В те годы красный цвет дробился радугой,
И жаром переливчатых его полос обваренный,
Я недоумевал речам Смирнова, Радека,
Стонал перед загадочным молчанием Бухарина.
Я понимал, я чувствовал, что что-то здесь не то,
Что правды ни следа
В судебных строках нет,
И я метался:
Что?
Когда?
Сломало Революции хребет?
Делил их камер немоту – и наконец
В затылок свой я принял их свинец.
(Александр Солженицын. Дороженька)
 
   Стихи, – что говорить! – неуклюжие до крайности. (Стихи вообще – не его стихия).
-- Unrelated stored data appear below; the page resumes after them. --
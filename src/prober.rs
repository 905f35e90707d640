use std::time::{Duration, Instant};

use async_trait::async_trait;
use dashmap::DashMap;
use serde_json::{json, Value};
use tokio::time::timeout;
use url::Url;

use crate::{JsonRpcRequest, JsonRpcResponse, Result, RpcProbe, RpcProbeResult, RpcStatusError};

/// How long a stored probe result keeps serving `use_cache` reads.
const PROBE_CACHE_TTL: Duration = Duration::from_secs(60);

/// JSON-RPC latency prober.
///
/// Posts a block-height request, times the round trip and extracts the
/// reported height. Successful results are cached per `(network, url)` so
/// that repeated status reads do not hammer the endpoint.
pub struct HttpRpcProber {
    timeout_duration: Duration,
    method: String,
    client: reqwest::Client,
    cache: DashMap<String, CachedProbe>,
}

#[derive(Clone)]
struct CachedProbe {
    result: RpcProbeResult,
    fetched_at: Instant,
}

impl HttpRpcProber {
    pub fn new(timeout_ms: u64) -> Self {
        Self::with_method(timeout_ms, "eth_blockNumber")
    }

    /// Probe with a chain-specific height method instead of `eth_blockNumber`.
    pub fn with_method(timeout_ms: u64, method: &str) -> Self {
        Self {
            timeout_duration: Duration::from_millis(timeout_ms),
            method: method.to_string(),
            client: reqwest::Client::new(),
            cache: DashMap::new(),
        }
    }

    async fn probe_uncached(&self, url: &str) -> Result<RpcProbeResult> {
        let target: Url = url.parse()?;
        let request = JsonRpcRequest::new(&self.method, json!([]));
        let start = Instant::now();

        let response = timeout(
            self.timeout_duration,
            self.client.post(target).json(&request).send(),
        )
        .await
        .map_err(|_| RpcStatusError::Timeout {
            duration_ms: self.timeout_duration.as_millis() as u64,
        })??;

        if !response.status().is_success() {
            return Err(RpcStatusError::JsonRpc(url.to_owned()));
        }

        let body: JsonRpcResponse<Value> = response.json().await?;
        let elapsed = start.elapsed().as_millis() as u64;

        match body.result {
            Some(result) => Ok(RpcProbeResult {
                response_time: Some(elapsed),
                latest_block: parse_block_number(&result),
            }),
            None => Err(RpcStatusError::JsonRpc(url.to_owned())),
        }
    }
}

// Heights usually arrive as "0x..." strings; some chains answer with a bare
// number.
fn parse_block_number(result: &Value) -> Option<u64> {
    if let Some(height) = result.as_u64() {
        return Some(height);
    }
    let hex = result.as_str()?;
    u64::from_str_radix(hex.trim_start_matches("0x"), 16).ok()
}

#[async_trait]
impl RpcProbe for HttpRpcProber {
    async fn probe(&self, url: &str, network_id: &str, use_cache: bool) -> Result<RpcProbeResult> {
        let key = format!("{network_id}:{url}");

        if use_cache {
            if let Some(cached) = self.cache.get(&key) {
                if cached.fetched_at.elapsed() <= PROBE_CACHE_TTL {
                    return Ok(cached.result.clone());
                }
            }
        }

        let result = self.probe_uncached(url).await?;
        self.cache.insert(
            key,
            CachedProbe {
                result: result.clone(),
                fetched_at: Instant::now(),
            },
        );

        Ok(result)
    }
}
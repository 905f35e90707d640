use std::sync::Arc;
use std::time::Duration;

use dashmap::DashMap;
use futures::future::join_all;
use tokio::task::JoinHandle;
use tokio_util::sync::CancellationToken;

use crate::status_store::{refresh_rpc_status, RpcStatusStore};
use crate::{NetworkId, RpcProbe};

/// Periodic background refresh of every watched endpoint.
///
/// The frontend registers the active endpoint per network; each tick probes
/// all of them concurrently and publishes fresh records into the store.
pub struct StatusRefresher {
    probe: Arc<dyn RpcProbe>,
    store: Arc<RpcStatusStore>,
    interval: Duration,
    watched: DashMap<NetworkId, String>,
    cancel: CancellationToken,
}

impl StatusRefresher {
    pub fn new(probe: Arc<dyn RpcProbe>, store: Arc<RpcStatusStore>, interval: Duration) -> Self {
        Self {
            probe,
            store,
            interval,
            watched: DashMap::new(),
            cancel: CancellationToken::new(),
        }
    }

    /// Track `url` as the active endpoint for `network_id`.
    pub fn watch(&self, network_id: &str, url: &str) {
        self.watched.insert(network_id.to_string(), url.to_string());
    }

    pub fn unwatch(&self, network_id: &str) {
        self.watched.remove(network_id);
    }

    /// Token that stops the spawned loop when cancelled.
    pub fn cancellation_token(&self) -> CancellationToken {
        self.cancel.clone()
    }

    /// Refresh every watched endpoint once, concurrently.
    pub async fn refresh_all(&self) {
        let targets: Vec<(NetworkId, String)> = self
            .watched
            .iter()
            .map(|entry| (entry.key().clone(), entry.value().clone()))
            .collect();

        let tasks = targets.iter().map(|(network_id, url)| {
            refresh_rpc_status(self.probe.as_ref(), &self.store, network_id, url)
        });

        join_all(tasks).await;
    }

    /// Run the refresh loop until the cancellation token fires.
    pub fn spawn(self: Arc<Self>) -> JoinHandle<()> {
        tokio::spawn(async move {
            let mut ticker = tokio::time::interval(self.interval);
            ticker.set_missed_tick_behavior(tokio::time::MissedTickBehavior::Skip);

            loop {
                tokio::select! {
                    _ = self.cancel.cancelled() => break,
                    _ = ticker.tick() => {
                        tracing::debug!(watched = self.watched.len(), "refreshing RPC statuses");
                        self.refresh_all().await;
                    }
                }
            }
        })
    }
}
Но не о поэзии я веду тут речь.
   Самое поразительное в этой неуклюжей, но безусловно искренней стихотворной тираде – последняя, заключающая её строка, в которой автор выражает готовность принять в свой затылок пулю, назначавшуюся Ивану Никитичу Смирнову, Николаю Ивановичу Бухарину и даже циничному болтуну Радеку. Вот, значит, как сильна и глубока была его преданность идеалам той Революции, которую совершили эти старые большевики и которой сломал хребет Сталин.
   Ты и все почти, – писал он в одном из своих фронтовых писем жене, – думают о будущем в разрезе своей личной жизни и личного счастья. А я давно не умею мыслить иначе, как: что я могу сделать для ленинизма, как мне строить для этого свою жизнь.
   («Такая война не может быть вничью»: Из фронтовых писем А. Солженицына жене Наталье Решетовской. Сын отечества. 1992, № 25. 19 июня. Стр. 8–9)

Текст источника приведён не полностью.